Clinical trial: renzapride therapy for constipation‐predominant irritable bowel syndrome – multicentre, randomized, placebo‐controlled, double‐blind study in primary healthcare setting

Summary Background  Relatively few pharmacological treatment options are available for treating patients with irritable bowel syndrome. New and effective medicines are urgently required. Aim  To identify an appropriate dosage of renzapride (a 5‐HT 4 receptor full agonist/5‐HT 3 receptor antagonist) to treat abdominal pain/discomfort in patients with constipation‐predominant irritable bowel syndrome. Methods  In this randomized, placebo‐controlled, phase IIb study in the primary care setting, men and women were randomized to placebo or renzapride (1, 2 or 4 mg/day) for 12 weeks.
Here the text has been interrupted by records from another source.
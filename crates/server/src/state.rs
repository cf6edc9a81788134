use std::path::PathBuf;
use std::sync::Arc;

use db::DBService;
use services::services::{
    auth::AdminTokens,
    config::Config,
    dispatch::WebhookDispatcher,
    storage::{ObjectStore, StorageError},
    upload::UploadService,
};
use tokio::sync::RwLock;
use tokio_util::sync::CancellationToken;

/// Shared handle threaded through every route.
#[derive(Clone)]
pub struct AppState {
    db: DBService,
    config: Arc<RwLock<Config>>,
    store: ObjectStore,
    uploads: UploadService,
    dispatcher: WebhookDispatcher,
    admin_tokens: Arc<AdminTokens>,
    shutdown: CancellationToken,
}

impl AppState {
    pub fn new(
        db: DBService,
        config: Config,
        storage_root: PathBuf,
    ) -> Result<Self, StorageError> {
        let store = ObjectStore::new(storage_root)?;
        let uploads = UploadService::new(store.clone(), config.upload.clone());
        let dispatcher = WebhookDispatcher::new(db.conn.clone(), config.webhook.clone());
        Ok(Self {
            db,
            config: Arc::new(RwLock::new(config)),
            store,
            uploads,
            dispatcher,
            admin_tokens: Arc::new(AdminTokens::new()),
            shutdown: CancellationToken::new(),
        })
    }

    pub fn db(&self) -> &DBService {
        &self.db
    }

    pub fn config(&self) -> &Arc<RwLock<Config>> {
        &self.config
    }

    pub fn store(&self) -> &ObjectStore {
        &self.store
    }

    pub fn uploads(&self) -> &UploadService {
        &self.uploads
    }

    pub fn dispatcher(&self) -> &WebhookDispatcher {
        &self.dispatcher
    }

    pub fn admin_tokens(&self) -> &AdminTokens {
        &self.admin_tokens
    }

    pub fn shutdown_token(&self) -> &CancellationToken {
        &self.shutdown
    }
}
The primary outcome measure was patient self‐assessed relief of abdominal pain/discomfort during weeks 5–12. Secondary efficacy measures included patients’ assessment of their bowel habits, stool consistency and quality of life. Results  Although there were no statistically significant differences between renzapride and placebo for relief from abdominal pain/discomfort, responder rates in the renzapride treatment groups increased dose dependently, with the 4 mg/day group being consistently numerically greater than placebo. Importantly, a larger numerical treatment difference vs. placebo was observed in women (8% and 12% respectively). Statistically significant improvements in bowel movement frequency and stool consistency were observed in the 4 mg/day group relative to placebo. Renzapride was well tolerated at all doses. Conclusions  This study confirms the gastrointestinal prokinetic effects of renzparide. The data also suggested a potentially beneficial effect on abdominal pain/discomfort in women with constipation‐predominant irritable bowel syndrome.